-- Opening Marker --
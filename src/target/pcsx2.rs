//! PCSX2
//!
//! Pads liegen unter `Pad<n>/`, die GunCon2 ist ein USB-Gerät unter `USB<n>/`.
//! Werte tragen das Quellgerät als Präfix (`SDL-0/FaceSouth`,
//! `Keyboard/Return`).

use super::{DeviceContext, PeripheralType};
use crate::controller::{InputTechnology, LogicalInput};
use crate::mapping::encoder::{HatDirection, NativeBinding};
use crate::mapping::hotkey::HotkeyAction;
use crate::mapping::mouse::{GunButtonRoles, MouseAxis, MIDDLE_BUTTON, SECONDARY_BUTTON};
use crate::mapping::profile::{MappingProfile, NativeToken, ReverseAxisTable};
use crate::mapping::xinput::XControl;

use LogicalInput::*;

/// Bei der GunCon2 lädt die mittlere Taste nach, die rechte ist A
pub const GUNCON_ROLES: GunButtonRoles = GunButtonRoles {
    reload: MIDDLE_BUTTON,
    aux_a: SECONDARY_BUTTON,
    aux_b: 6,
    start: 4,
    select: 5,
};

const DUALSHOCK2: &[(LogicalInput, &[&str])] = &[
    (Up, &["Up"]),
    (Down, &["Down"]),
    (Left, &["Left"]),
    (Right, &["Right"]),
    (South, &["Cross"]),
    (East, &["Circle"]),
    (West, &["Square"]),
    (North, &["Triangle"]),
    (LeftShoulder, &["L1"]),
    (RightShoulder, &["R1"]),
    (LeftTrigger, &["L2"]),
    (RightTrigger, &["R2"]),
    (LeftStickClick, &["L3"]),
    (RightStickClick, &["R3"]),
    (Start, &["Start"]),
    (Select, &["Select"]),
    (Guide, &["Analog"]),
    (LeftStickUp, &["LUp"]),
    (LeftStickDown, &["LDown"]),
    (LeftStickLeft, &["LLeft"]),
    (LeftStickRight, &["LRight"]),
    (RightStickUp, &["RUp"]),
    (RightStickDown, &["RDown"]),
    (RightStickLeft, &["RLeft"]),
    (RightStickRight, &["RRight"]),
];

const GUITAR: &[(LogicalInput, &[&str])] = &[
    (South, &["Green"]),
    (East, &["Red"]),
    (North, &["Yellow"]),
    (West, &["Blue"]),
    (LeftShoulder, &["Orange"]),
    (Up, &["StrumUp"]),
    (Down, &["StrumDown"]),
    (RightTrigger, &["Whammy"]),
    (RightShoulder, &["Tilt"]),
    (Start, &["Start"]),
    (Select, &["Select"]),
];

const GUNCON2: &[(LogicalInput, &[&str])] = &[
    (GunTrigger, &["guncon2_Trigger"]),
    (GunReload, &["guncon2_ShootOffscreen"]),
    (GunAuxA, &["guncon2_A"]),
    (GunAuxB, &["guncon2_B"]),
    (Start, &["guncon2_Start"]),
    (Select, &["guncon2_Select"]),
    (Up, &["guncon2_DPadUp"]),
    (Down, &["guncon2_DPadDown"]),
    (Left, &["guncon2_DPadLeft"]),
    (Right, &["guncon2_DPadRight"]),
    (LeftStickUp, &["guncon2_RelativeUp"]),
    (LeftStickDown, &["guncon2_RelativeDown"]),
    (LeftStickLeft, &["guncon2_RelativeLeft"]),
    (LeftStickRight, &["guncon2_RelativeRight"]),
];

pub(super) fn profile(peripheral: PeripheralType) -> Option<MappingProfile> {
    match peripheral {
        PeripheralType::Gamepad => Some(MappingProfile::from_table("pcsx2/dualshock2", DUALSHOCK2)),
        PeripheralType::Guitar => Some(MappingProfile::from_table("pcsx2/guitar", GUITAR)),
        PeripheralType::LightGun => Some(MappingProfile::from_table("pcsx2/guncon2", GUNCON2)),
        _ => None,
    }
}

/// PCSX2 bindet jede Achsenhälfte einzeln
pub(super) fn reverse_axes(_peripheral: PeripheralType) -> ReverseAxisTable {
    ReverseAxisTable::default()
}

fn section(ctx: &DeviceContext<'_>) -> String {
    match ctx.peripheral {
        PeripheralType::LightGun => format!("USB{}", ctx.player()),
        _ => format!("Pad{}", ctx.player()),
    }
}

pub(super) fn path(ctx: &DeviceContext<'_>, token: &NativeToken) -> String {
    format!("{}/{}", section(ctx), token)
}

pub(super) fn device_entries(ctx: &DeviceContext<'_>) -> Vec<(String, String)> {
    let kind = match ctx.peripheral {
        PeripheralType::Guitar => "Guitar",
        PeripheralType::LightGun => "guncon2",
        _ => "DualShock2",
    };
    vec![(format!("{}/Type", section(ctx)), kind.to_string())]
}

fn source(ctx: &DeviceContext<'_>) -> String {
    let device = ctx.device;
    match device.technology {
        InputTechnology::XInput => format!("XInput-{}", device.native_index),
        InputTechnology::Sdl | InputTechnology::DirectInput => {
            format!("SDL-{}", device.native_index)
        }
        InputTechnology::Keyboard => "Keyboard".to_string(),
        InputTechnology::Mouse => "Pointer-0".to_string(),
    }
}

fn xinput_name(control: XControl) -> &'static str {
    match control {
        XControl::A => "A",
        XControl::B => "B",
        XControl::X => "X",
        XControl::Y => "Y",
        XControl::LeftShoulder => "LeftShoulder",
        XControl::RightShoulder => "RightShoulder",
        XControl::Back => "Back",
        XControl::Start => "Start",
        XControl::LeftThumb => "LeftStick",
        XControl::RightThumb => "RightStick",
        XControl::Guide => "Guide",
        XControl::DPadUp => "DPadUp",
        XControl::DPadDown => "DPadDown",
        XControl::DPadLeft => "DPadLeft",
        XControl::DPadRight => "DPadRight",
        XControl::LeftX => "LeftX",
        XControl::LeftY => "LeftY",
        XControl::RightX => "RightX",
        XControl::RightY => "RightY",
        XControl::LeftTrigger => "LeftTrigger",
        XControl::RightTrigger => "RightTrigger",
    }
}

fn hat_name(direction: HatDirection) -> &'static str {
    match direction {
        HatDirection::Up => "Up",
        HatDirection::Right => "Right",
        HatDirection::Down => "Down",
        HatDirection::Left => "Left",
    }
}

fn mouse_button_name(button: u8) -> String {
    match button {
        1 => "LeftButton".to_string(),
        2 => "RightButton".to_string(),
        3 => "MiddleButton".to_string(),
        other => format!("Button{}", other.saturating_sub(1)),
    }
}

pub(super) fn format_binding(ctx: &DeviceContext<'_>, binding: &NativeBinding) -> Option<String> {
    let name = match binding {
        NativeBinding::XInput(slot) => match slot.sign {
            Some(sign) => format!("{}{}", sign.symbol(), xinput_name(slot.control)),
            None => xinput_name(slot.control).to_string(),
        },
        NativeBinding::Button(index) => format!("Button{}", index),
        NativeBinding::Hat { hat, direction } => format!("Hat{}{}", hat, hat_name(*direction)),
        NativeBinding::Axis { index, sign } => format!("{}Axis{}", sign.symbol(), index),
        NativeBinding::Key(key) => return Some(format!("Keyboard/{}", key)),
        NativeBinding::MouseButton(button) => {
            return Some(format!("Pointer-0/{}", mouse_button_name(*button)))
        }
        NativeBinding::MouseAxis { axis, sign } => {
            let axis = match axis {
                MouseAxis::X => 'X',
                MouseAxis::Y => 'Y',
            };
            return Some(format!("Pointer-0/{}{}", sign.symbol(), axis));
        }
    };
    Some(format!("{}/{}", source(ctx), name))
}

pub(super) fn hotkey_path(action: HotkeyAction) -> Option<&'static str> {
    let path = match action {
        HotkeyAction::LoadState => "Hotkeys/LoadStateFromSlot",
        HotkeyAction::SaveState => "Hotkeys/SaveStateToSlot",
        HotkeyAction::SlotUp => "Hotkeys/NextSaveStateSlot",
        HotkeyAction::SlotDown => "Hotkeys/PreviousSaveStateSlot",
        HotkeyAction::HelpToggle => "Hotkeys/OpenPauseMenu",
        HotkeyAction::Screenshot => "Hotkeys/Screenshot",
        HotkeyAction::FastForward => "Hotkeys/ToggleTurbo",
        HotkeyAction::Pause => "Hotkeys/TogglePause",
        HotkeyAction::Exit => "Hotkeys/ShutdownVM",
        HotkeyAction::DiskSelect | HotkeyAction::Rewind => return None,
    };
    Some(path)
}
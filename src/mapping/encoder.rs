//! Gemeinsame Typen und Trait für die nativen Encoder
//!
//! Jeder Encoder übersetzt eine logische Eingabe für genau eine
//! Eingabetechnologie. Das Ergebnis ist ein typisiertes [`NativeBinding`],
//! das erst das Ziel in seinen String übersetzt.

use crate::controller::{DeviceDescriptor, InputTechnology, LogicalInput};
use crate::mapping::keyboard::{KeyToken, KeyboardEncoder};
use crate::mapping::mouse::{MouseAxis, MouseEncoder};
use crate::mapping::sdl::SdlEncoder;
use crate::mapping::xinput::{XInputEncoder, XInputSlot};

/// Vorzeichen einer Achsenhälfte
#[derive(Debug, Clone, Copy, PartialEq, Eq, Hash)]
pub enum AxisSign {
    Negative,
    Positive,
}

impl AxisSign {
    pub fn from_positive(positive: bool) -> Self {
        if positive {
            AxisSign::Positive
        } else {
            AxisSign::Negative
        }
    }

    pub fn flipped(self) -> Self {
        match self {
            AxisSign::Negative => AxisSign::Positive,
            AxisSign::Positive => AxisSign::Negative,
        }
    }

    pub fn symbol(self) -> char {
        match self {
            AxisSign::Negative => '-',
            AxisSign::Positive => '+',
        }
    }

    pub fn is_positive(self) -> bool {
        self == AxisSign::Positive
    }
}

/// Richtung eines Hat-Switches
#[derive(Debug, Clone, Copy, PartialEq, Eq, Hash)]
pub enum HatDirection {
    Up,
    Right,
    Down,
    Left,
}

impl HatDirection {
    /// SDL-Bitmaske: 1 oben, 2 rechts, 4 unten, 8 links
    pub fn from_mask(mask: u8) -> Option<Self> {
        match mask {
            1 => Some(HatDirection::Up),
            2 => Some(HatDirection::Right),
            4 => Some(HatDirection::Down),
            8 => Some(HatDirection::Left),
            _ => None,
        }
    }

    pub fn mask(self) -> u8 {
        match self {
            HatDirection::Up => 1,
            HatDirection::Right => 2,
            HatDirection::Down => 4,
            HatDirection::Left => 8,
        }
    }

    pub fn is_vertical(self) -> bool {
        matches!(self, HatDirection::Up | HatDirection::Down)
    }

    /// Oben und links sind negativ
    pub fn sign(self) -> AxisSign {
        match self {
            HatDirection::Up | HatDirection::Left => AxisSign::Negative,
            HatDirection::Right | HatDirection::Down => AxisSign::Positive,
        }
    }

    pub fn opposite(self) -> Self {
        match self {
            HatDirection::Up => HatDirection::Down,
            HatDirection::Down => HatDirection::Up,
            HatDirection::Left => HatDirection::Right,
            HatDirection::Right => HatDirection::Left,
        }
    }
}

/// Konkrete native Eingabe eines Geräts
#[derive(Debug, Clone, PartialEq, Eq)]
pub enum NativeBinding {
    XInput(XInputSlot),
    Button(u16),
    Hat { hat: u8, direction: HatDirection },
    Axis { index: u8, sign: AxisSign },
    Key(KeyToken),
    MouseButton(u8),
    MouseAxis { axis: MouseAxis, sign: AxisSign },
}

impl NativeBinding {
    /// Gegenstück einer Achsenhälfte; Buttons und Tasten haben keins
    pub fn opposite(&self) -> Option<NativeBinding> {
        match self {
            NativeBinding::XInput(slot) => slot.opposite().map(NativeBinding::XInput),
            NativeBinding::Hat { hat, direction } => Some(NativeBinding::Hat {
                hat: *hat,
                direction: direction.opposite(),
            }),
            NativeBinding::Axis { index, sign } => Some(NativeBinding::Axis {
                index: *index,
                sign: sign.flipped(),
            }),
            NativeBinding::MouseAxis { axis, sign } => Some(NativeBinding::MouseAxis {
                axis: *axis,
                sign: sign.flipped(),
            }),
            NativeBinding::Button(_) | NativeBinding::Key(_) | NativeBinding::MouseButton(_) => {
                None
            }
        }
    }
}

/// Ergebnis eines Encoders
#[derive(Debug, Clone, PartialEq, Eq)]
pub enum Encoded {
    Bound(NativeBinding),
    Unbound,
}

impl Encoded {
    pub fn bound(&self) -> Option<&NativeBinding> {
        match self {
            Encoded::Bound(binding) => Some(binding),
            Encoded::Unbound => None,
        }
    }

    pub fn is_unbound(&self) -> bool {
        matches!(self, Encoded::Unbound)
    }
}

impl From<Option<NativeBinding>> for Encoded {
    fn from(binding: Option<NativeBinding>) -> Self {
        binding.map(Encoded::Bound).unwrap_or(Encoded::Unbound)
    }
}

/// Trait für die Encoder einer Eingabetechnologie
///
/// `encode` ist total: jede logische Eingabe ergibt ein Binding oder `Unbound`.
pub trait NativeEncoder {
    /// Übersetzt eine logische Eingabe für das gegebene Gerät
    fn encode(&self, input: LogicalInput, device: &DeviceDescriptor) -> Encoded;
}

/// Alle Encoder einer Sitzung, nach Technologie verteilt
pub struct EncoderSet<'a> {
    pub xinput: XInputEncoder,
    pub sdl: SdlEncoder<'a>,
    pub keyboard: KeyboardEncoder,
    pub mouse: MouseEncoder,
}

impl EncoderSet<'_> {
    pub fn for_technology(&self, technology: InputTechnology) -> &dyn NativeEncoder {
        match technology {
            InputTechnology::XInput => &self.xinput,
            InputTechnology::DirectInput | InputTechnology::Sdl => &self.sdl,
            InputTechnology::Keyboard => &self.keyboard,
            InputTechnology::Mouse => &self.mouse,
        }
    }

    pub fn encode(
        &self,
        technology: InputTechnology,
        input: LogicalInput,
        device: &DeviceDescriptor,
    ) -> Encoded {
        self.for_technology(technology).encode(input, device)
    }
}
-- Closing Marker --
### Required action:
Start at the first line of the material and transcribe each line exactly, stopping once the line containing "use crate::mapping::xinput::XControl;" has been written.

### Result of the exercise:
filename src/target/pcsx2.rs
//! PCSX2
//!
//! Pads liegen unter `Pad<n>/`, die GunCon2 ist ein USB-Gerät unter `USB<n>/`.
//! Werte tragen das Quellgerät als Präfix (`SDL-0/FaceSouth`,
//! `Keyboard/Return`).

use super::{DeviceContext, PeripheralType};
use crate::controller::{InputTechnology, LogicalInput};
use crate::mapping::encoder::{HatDirection, NativeBinding};
use crate::mapping::hotkey::HotkeyAction;
use crate::mapping::mouse::{GunButtonRoles, MouseAxis, MIDDLE_BUTTON, SECONDARY_BUTTON};
use crate::mapping::profile::{MappingProfile, NativeToken, ReverseAxisTable};
use crate::mapping::xinput::XControl;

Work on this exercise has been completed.